Case Study Spotlight
Case Summary
Svenska Spel was Sweden’s state-owned gambling operator until last year. However, it is interesting to see how it progressively integrated employee well-being into its broader performance and compliance framework. In 2022 and 2023, the company expanded its internal wellbeing strategy to include structured mental health support, manager training, and the use of staff engagement data in leadership evaluation. These initiatives were positioned not as standalone benefits but as components of risk mitigation, talent retention, and organisational resilience.
The operator made well-being a board-level topic, linking it to strategic objectives and regulatory integrity. Senior leaders were held accountable for engagement and psychological safety scores within their teams. Internal communications framed these efforts as essential to sustaining performance under regulatory pressure, rather than as discretionary HR measures.
Context
Svenska Spel’s approach reflects a broader shift in the gambling industry and beyond, in which workforce resilience is increasingly viewed through the lens of enterprise risk. In markets under regulatory scrutiny, such as Sweden, the UK, and Australia, leadership behaviour and organisational culture are being examined. Operators are expected to demonstrate not only compliance systems but also internal environments that support responsible conduct and ethical decision-making.
This mirrors trends in adjacent sectors. In financial services, mental health and well-being indicators have been integrated into conduct risk frameworks. In the pharmaceutical sector, regulatory attention has turned to the cultural conditions that underpin compliance breaches. Gambling is moving in the same direction, albeit unevenly across jurisdictions.
Analysis
The Svenska Spel case demonstrated how well-being can be operationalised as a strategic asset in a regulated business. By embedding wellbeing into leadership accountability and framing it as a governance issue, the operator signalled that resilience is foundational to compliance, not adjacent to it. This positioning helped translate HR initiatives into enterprise-wide responsibilities.
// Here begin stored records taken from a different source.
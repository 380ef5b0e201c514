use anyhow::{Context, Result};
use digestlink::config::{self, Config};
use digestlink::server;
use tracing_subscriber::EnvFilter;

#[tokio::main]
async fn main() -> Result<()> {
    dotenvy::dotenv().ok();

    let config = config::load_from_env().context("Invalid configuration")?;

    init_tracing(&config)?;
    config.print_summary();

    server::run(config).await
}

fn init_tracing(config: &Config) -> Result<()> {
    let filter = EnvFilter::try_new(&config.log_level)
        .with_context(|| format!("Invalid RUST_LOG filter '{}'", config.log_level))?;

    let builder = tracing_subscriber::fmt().with_env_filter(filter);

    if config.log_format == "json" {
        builder.json().init();
    } else {
        builder.init();
    }

    Ok(())
}
//! Process-local implementation of the URL store.

use async_trait::async_trait;
use dashmap::DashMap;
use dashmap::mapref::entry::Entry;
use std::sync::atomic::{AtomicBool, Ordering};
use tracing::debug;

use crate::domain::repositories::UrlStore;
use crate::error::StoreError;

/// Volatile URL store backed by a [`DashMap`].
///
/// DashMap shards the table behind reader/writer locks: lookups on any key
/// proceed in parallel, while a write holds its shard exclusively so a
/// concurrent reader sees either the state before the insert or after it.
/// [`UrlStore::save`] checks and inserts through the entry API under a single
/// shard lock, so racing saves of one code store exactly one mapping.
///
/// Contents are lost when the process exits.
#[derive(Debug, Default)]
pub struct MemoryUrlStore {
    entries: DashMap<String, String>,
    closed: AtomicBool,
}

impl MemoryUrlStore {
    /// Creates an empty store.
    pub fn new() -> Self {
        Self::default()
    }

    /// Creates an empty store with room for `capacity` mappings.
    pub fn with_capacity(capacity: usize) -> Self {
        Self {
            entries: DashMap::with_capacity(capacity),
            closed: AtomicBool::new(false),
        }
    }

    /// Number of stored mappings.
    pub fn len(&self) -> usize {
        self.entries.len()
    }

    /// Returns true if no mapping is stored.
    pub fn is_empty(&self) -> bool {
        self.entries.is_empty()
    }

    fn ensure_open(&self) -> Result<(), StoreError> {
        if self.closed.load(Ordering::Acquire) {
            return Err(StoreError::Closed);
        }
        Ok(())
    }
}

#[async_trait]
impl UrlStore for MemoryUrlStore {
    async fn save(&self, code: &str, long: &str) -> Result<(), StoreError> {
        self.ensure_open()?;

        match self.entries.entry(code.to_owned()) {
            Entry::Occupied(_) => Err(StoreError::Conflict {
                code: code.to_owned(),
            }),
            Entry::Vacant(slot) => {
                slot.insert(long.to_owned());
                Ok(())
            }
        }
    }

    async fn lookup(&self, code: &str) -> Result<String, StoreError> {
        self.ensure_open()?;

        self.entries
            .get(code)
            .map(|entry| entry.value().clone())
            .ok_or(StoreError::NotFound)
    }

    async fn exists(&self, code: &str) -> Result<bool, StoreError> {
        self.ensure_open()?;

        Ok(self.entries.contains_key(code))
    }

    async fn close(&self) -> Result<(), StoreError> {
        if !self.closed.swap(true, Ordering::AcqRel) {
            debug!(mappings = self.entries.len(), "closing in-memory store");
            self.entries.clear();
        }
        Ok(())
    }

    async fn health_check(&self) -> bool {
        !self.closed.load(Ordering::Acquire)
    }
}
This approach also supports internal alignment. By using engagement and well-being data in leadership evaluation, Svenska Spel moved beyond sentiment tracking to actionable insight. Managers were equipped to understand how stress, ambiguity, and workload were affecting performance and conduct. This made it easier to spot emerging risks, including attrition, burnout, and compliance fatigue.
Internationally, few operators have embedded wellbeing at this depth. Many continue to treat it as a reactive or optional offer rather than a structural priority. Svenska Spel’s model offers a replicable example, particularly for firms operating in high-pressure regulatory environments where cultural resilience is essential to maintaining licence integrity.
Lessons Learned
- Wellbeing is a governance matter: Framing workforce resilience as part of organisational integrity elevates its relevance and ensures board-level accountability.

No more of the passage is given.